__Problem description__
The records below must be copied out completely and exactly.

__Records for the exercise__
——————

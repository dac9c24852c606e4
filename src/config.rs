use chrono::Duration;
use thiserror::Error;

#[derive(Debug, Error)]
pub enum ConfigError {
    #[error("JWT_SECRET must be set to a non-empty value")]
    MissingSecret,
    #[error("invalid value {value:?} for {key}")]
    Invalid { key: &'static str, value: String },
}

/// Thirty days.
const MAX_TOKEN_TTL_SECS: i64 = 30 * 24 * 60 * 60;

/// Process-wide settings, read once at startup.
#[derive(Debug, Clone)]
pub struct AppConfig {
    pub port: u16,
    pub jwt_secret: String,
    pub token_ttl: Duration,
    pub bcrypt_cost: u32,
    pub image_folder: String,
    pub cors_origins: Vec<String>,
}

impl AppConfig {
    pub fn from_env() -> Result<Self, ConfigError> {
        dotenv::dotenv().ok();
        Self::from_lookup(|key| std::env::var(key).ok())
    }

    pub fn from_lookup(lookup: impl Fn(&str) -> Option<String>) -> Result<Self, ConfigError> {
        let jwt_secret = lookup("JWT_SECRET")
            .filter(|secret| !secret.is_empty())
            .ok_or(ConfigError::MissingSecret)?;

        let port = parse_or(&lookup, "PORT", 3000u16)?;
        let ttl_secs = parse_or(&lookup, "TOKEN_TTL_SECS", 3600i64)?;
        let bcrypt_cost = parse_or(&lookup, "BCRYPT_COST", 10u32)?;
        if !(4..=31).contains(&bcrypt_cost) {
            return Err(ConfigError::Invalid {
                key: "BCRYPT_COST",
                value: bcrypt_cost.to_string(),
            });
        }
        if ttl_secs <= 0 || ttl_secs > MAX_TOKEN_TTL_SECS {
            return Err(ConfigError::Invalid {
                key: "TOKEN_TTL_SECS",
                value: ttl_secs.to_string(),
            });
        }

        Ok(AppConfig {
            port,
            jwt_secret,
            token_ttl: Duration::seconds(ttl_secs),
            bcrypt_cost,
            image_folder: lookup("IMAGE_FOLDER").unwrap_or_else(|| "travel-uploads".to_string()),
            cors_origins: origins(lookup("CORS_ORIGINS")),
        })
    }
}

/// Comma-separated list; unset or blank falls back to the local dev frontend.
fn origins(raw: Option<String>) -> Vec<String> {
    let list: Vec<String> = raw
        .iter()
        .flat_map(|value| value.split(','))
        .map(str::trim)
        .filter(|origin| !origin.is_empty())
        .map(str::to_string)
        .collect();
    if list.is_empty() {
        vec!["http://localhost:5173".to_string()]
    } else {
        list
    }
}

fn parse_or<T: std::str::FromStr>(
    lookup: &impl Fn(&str) -> Option<String>,
    key: &'static str,
    default: T,
) -> Result<T, ConfigError> {
    match lookup(key) {
        None => Ok(default),
        Some(value) => value
            .trim()
            .parse()
            .map_err(|_| ConfigError::Invalid { key, value }),
    }
}
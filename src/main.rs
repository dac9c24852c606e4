mod admin_handlers;
mod auth;
mod booking_handlers;
mod config;
mod db;
mod error;
mod images;
mod models;
mod routes;
mod state;
mod user_handlers;

#[cfg(test)]
mod test_utils;

use std::sync::Arc;

use actix_web::{middleware::Logger, web, App, HttpServer};
use tracing::info;
use tracing_subscriber::EnvFilter;

use crate::config::AppConfig;
use crate::db::MemoryStore;
use crate::state::AppState;

#[actix_web::main]
async fn main() -> std::io::Result<()> {
    tracing_subscriber::fmt()
        .with_env_filter(EnvFilter::try_from_default_env().unwrap_or_else(|_| EnvFilter::new("info")))
        .init();

    let config = AppConfig::from_env().map_err(std::io::Error::other)?;
    let addr = format!("0.0.0.0:{}", config.port);

    let state = web::Data::new(AppState::new(&config, Arc::new(MemoryStore::new())));

    let origins = config.cors_origins.clone();
    info!(%addr, ?origins, "listening");

    HttpServer::new(move || {
        App::new()
            .wrap(routes::cors(&origins))
            .wrap(Logger::default())
            .app_data(state.clone())
            .configure(routes::configure)
    })
    .bind(addr)?
    .run()
    .await
}
//! Request-level failures and their JSON envelope.

use actix_web::{error::BlockingError, http::StatusCode, HttpResponse, ResponseError};
use serde_json::json;
use thiserror::Error;
use tracing::error;

use crate::auth::TokenError;
use crate::db::StoreError;
use crate::images::ImageError;

pub type ApiResult<T> = Result<T, ApiError>;

#[derive(Debug, Error)]
pub enum ApiError {
    #[error("{0}")]
    Validation(String),
    #[error("{0}")]
    Unauthorized(String),
    #[error("{0}")]
    Forbidden(String),
    #[error("{0}")]
    NotFound(String),
    #[error("{0}")]
    Conflict(String),
    #[error("Booking already cancelled")]
    AlreadyCancelled,
    /// Unexpected failure; the detail is echoed in the `error` field.
    #[error("Server error")]
    Server(String),
}

impl ApiError {
    pub fn validation(message: impl Into<String>) -> Self {
        ApiError::Validation(message.into())
    }

    pub fn not_found(message: impl Into<String>) -> Self {
        ApiError::NotFound(message.into())
    }

    pub fn server(detail: impl ToString) -> Self {
        ApiError::Server(detail.to_string())
    }
}

impl ResponseError for ApiError {
    fn status_code(&self) -> StatusCode {
        match self {
            ApiError::Validation(_) | ApiError::AlreadyCancelled => StatusCode::BAD_REQUEST,
            ApiError::Unauthorized(_) => StatusCode::UNAUTHORIZED,
            ApiError::Forbidden(_) => StatusCode::FORBIDDEN,
            ApiError::NotFound(_) => StatusCode::NOT_FOUND,
            ApiError::Conflict(_) => StatusCode::CONFLICT,
            ApiError::Server(_) => StatusCode::INTERNAL_SERVER_ERROR,
        }
    }

    fn error_response(&self) -> HttpResponse {
        let body = match self {
            ApiError::Server(detail) => {
                error!(error = %detail, "request failed");
                json!({ "message": self.to_string(), "error": detail })
            }
            _ => json!({ "message": self.to_string() }),
        };
        HttpResponse::build(self.status_code()).json(body)
    }
}

impl From<StoreError> for ApiError {
    fn from(err: StoreError) -> Self {
        match err {
            StoreError::DuplicateEmail(_) => ApiError::Conflict("User already exists".into()),
            StoreError::UnknownLocation(_) => ApiError::not_found("Travel location not found"),
            StoreError::UnknownUser(_) => ApiError::not_found("User not found"),
        }
    }
}

impl From<ImageError> for ApiError {
    fn from(err: ImageError) -> Self {
        ApiError::validation(err.to_string())
    }
}

impl From<TokenError> for ApiError {
    fn from(err: TokenError) -> Self {
        ApiError::server(err)
    }
}

impl From<bcrypt::BcryptError> for ApiError {
    fn from(err: bcrypt::BcryptError) -> Self {
        ApiError::server(err)
    }
}

impl From<BlockingError> for ApiError {
    fn from(err: BlockingError) -> Self {
        ApiError::server(err)
    }
}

——————

__Answer to the problem__
repository dac9c24852c606e4
filename src/config.rs
use chrono::Duration;
use thiserror::Error;

#[derive(Debug, Error)]
pub enum ConfigError {
    #[error("JWT_SECRET must be set to a non-empty value")]
    MissingSecret,
    #[error("invalid value {value:?} for {key}")]
    Invalid { key: &'static str, value: String },
}

/// Thirty days.
const MAX_TOKEN_TTL_SECS: i64 = 30 * 24 * 60 * 60;

/// Process-wide settings, read once at startup.
#[derive(Debug, Clone)]
pub struct AppConfig {
    pub port: u16,
    pub jwt_secret: String,
    pub token_ttl: Duration,
    pub bcrypt_cost: u32,
    pub image_folder: String,
    pub cors_origins: Vec<String>,
}

impl AppConfig {
    pub fn from_env() -> Result<Self, ConfigError> {
        dotenv::dotenv().ok();
        Self::from_lookup(|key| std::env::var(key).ok())
    }

    pub fn from_lookup(lookup: impl Fn(&str) -> Option<String>) -> Result<Self, ConfigError> {
        let jwt_secret = lookup("JWT_SECRET")
            .filter(|secret| !secret.is_empty())
            .ok_or(ConfigError::MissingSecret)?;

        let port = parse_or(&lookup, "PORT", 3000u16)?;
        let ttl_secs = parse_or(&lookup, "TOKEN_TTL_SECS", 3600i64)?;
        let bcrypt_cost = parse_or(&lookup, "BCRYPT_COST", 10u32)?;
        if !(4..=31).contains(&bcrypt_cost) {
            return Err(ConfigError::Invalid {
                key: "BCRYPT_COST",
                value: bcrypt_cost.to_string(),
            });
        }
        if ttl_secs <= 0 || ttl_secs > MAX_TOKEN_TTL_SECS {
            return Err(ConfigError::Invalid {
                key: "TOKEN_TTL_SECS",
                value: ttl_secs.to_string(),
            });
        }

        Ok(AppConfig {
            port,
            jwt_secret,
            token_ttl: Duration::seconds(ttl_secs),
            bcrypt_cost,
            image_folder: lookup("IMAGE_FOLDER").unwrap_or_else(|| "travel-uploads".to_string()),
            cors_origins: origins(lookup("CORS_ORIGINS")),
        })
    }
}

/// Comma-separated list; unset or blank falls back to the local dev frontend.
fn origins(raw: Option<String>) -> Vec<String> {
    let list: Vec<String> = raw
        .iter()
        .flat_map(|value| value.split(','))
        .map(str::trim)
        .filter(|origin| !origin.is_empty())
        .map(str::to_string)
        .collect();
    if list.is_empty() {
        vec!["http://localhost:5173".to_string()]
    } else {
        list
    }
}

fn parse_or<T: std::str::FromStr>(
    lookup: &impl Fn(&str) -> Option<String>,
    key: &'static str,
    default: T,
) -> Result<T, ConfigError> {
    match lookup(key) {
        None => Ok(default),
        Some(value) => value
            .trim()
            .parse()
            .map_err(|_| ConfigError::Invalid { key, value }),
    }
}
filename src/main.rs
repository dac9c24852c606e4
mod admin_handlers;
mod auth;
mod booking_handlers;
mod config;
mod db;
mod error;
mod images;
mod models;
mod routes;
mod state;
mod user_handlers;

#[cfg(test)]
mod test_utils;

use std::sync::Arc;

use actix_web::{middleware::Logger, web, App, HttpServer};
use tracing::info;
use tracing_subscriber::EnvFilter;

use crate::config::AppConfig;
use crate::db::MemoryStore;
use crate::state::AppState;

#[actix_web::main]
async fn main() -> std::io::Result<()> {
    tracing_subscriber::fmt()
        .with_env_filter(EnvFilter::try_from_default_env().unwrap_or_else(|_| EnvFilter::new("info")))
        .init();

    let config = AppConfig::from_env().map_err(std::io::Error::other)?;
    let addr = format!("0.0.0.0:{}", config.port);

    let state = web::Data::new(AppState::new(&config, Arc::new(MemoryStore::new())));

    let origins = config.cors_origins.clone();
    info!(%addr, ?origins, "listening");

    HttpServer::new(move || {
        App::new()
            .wrap(routes::cors(&origins))
            .wrap(Logger::default())
            .app_data(state.clone())
            .configure(routes::configure)
    })
    .bind(addr)?
    .run()
    .await
}
//! Request-level failures and their JSON envelope.

use actix_web::{error::BlockingError, http::StatusCode, HttpResponse, ResponseError};
use serde_json::json;
use thiserror::Error;
use tracing::error;

use crate::auth::TokenError;
use crate::db::StoreError;
use crate::images::ImageError;

pub type ApiResult<T> = Result<T, ApiError>;

#[derive(Debug, Error)]
pub enum ApiError {
    #[error("{0}")]
    Validation(String),
    #[error("{0}")]
    Unauthorized(String),
    #[error("{0}")]
    Forbidden(String),
    #[error("{0}")]
    NotFound(String),
    #[error("{0}")]
    Conflict(String),
    #[error("Booking already cancelled")]
    AlreadyCancelled,
    /// Unexpected failure; the detail is echoed in the `error` field.
    #[error("Server error")]
    Server(String),
}

impl ApiError {
    pub fn validation(message: impl Into<String>) -> Self {
        ApiError::Validation(message.into())
    }

    pub fn not_found(message: impl Into<String>) -> Self {
        ApiError::NotFound(message.into())
    }

    pub fn server(detail: impl ToString) -> Self {
        ApiError::Server(detail.to_string())
    }
}

impl ResponseError for ApiError {
    fn status_code(&self) -> StatusCode {
        match self {
            ApiError::Validation(_) | ApiError::AlreadyCancelled => StatusCode::BAD_REQUEST,
            ApiError::Unauthorized(_) => StatusCode::UNAUTHORIZED,
            ApiError::Forbidden(_) => StatusCode::FORBIDDEN,
            ApiError::NotFound(_) => StatusCode::NOT_FOUND,
            ApiError::Conflict(_) => StatusCode::CONFLICT,
            ApiError::Server(_) => StatusCode::INTERNAL_SERVER_ERROR,
        }
    }

    fn error_response(&self) -> HttpResponse {
        let body = match self {
            ApiError::Server(detail) => {
                error!(error = %detail, "request failed");
                json!({ "message": self.to_string(), "error": detail })
            }
            _ => json!({ "message": self.to_string() }),
        };
        HttpResponse::build(self.status_code()).json(body)
    }
}

impl From<StoreError> for ApiError {
    fn from(err: StoreError) -> Self {
        match err {
            StoreError::DuplicateEmail(_) => ApiError::Conflict("User already exists".into()),
            StoreError::UnknownLocation(_) => ApiError::not_found("Travel location not found"),
            StoreError::UnknownUser(_) => ApiError::not_found("User not found"),
        }
    }
}

impl From<ImageError> for ApiError {
    fn from(err: ImageError) -> Self {
        ApiError::validation(err.to_string())
    }
}

impl From<TokenError> for ApiError {
    fn from(err: TokenError) -> Self {
        ApiError::server(err)
    }
}

impl From<bcrypt::BcryptError> for ApiError {
    fn from(err: bcrypt::BcryptError) -> Self {
        ApiError::server(err)
    }
}

impl From<BlockingError> for ApiError {
    fn from(err: BlockingError) -> Self {
        ApiError::server(err)
    }
}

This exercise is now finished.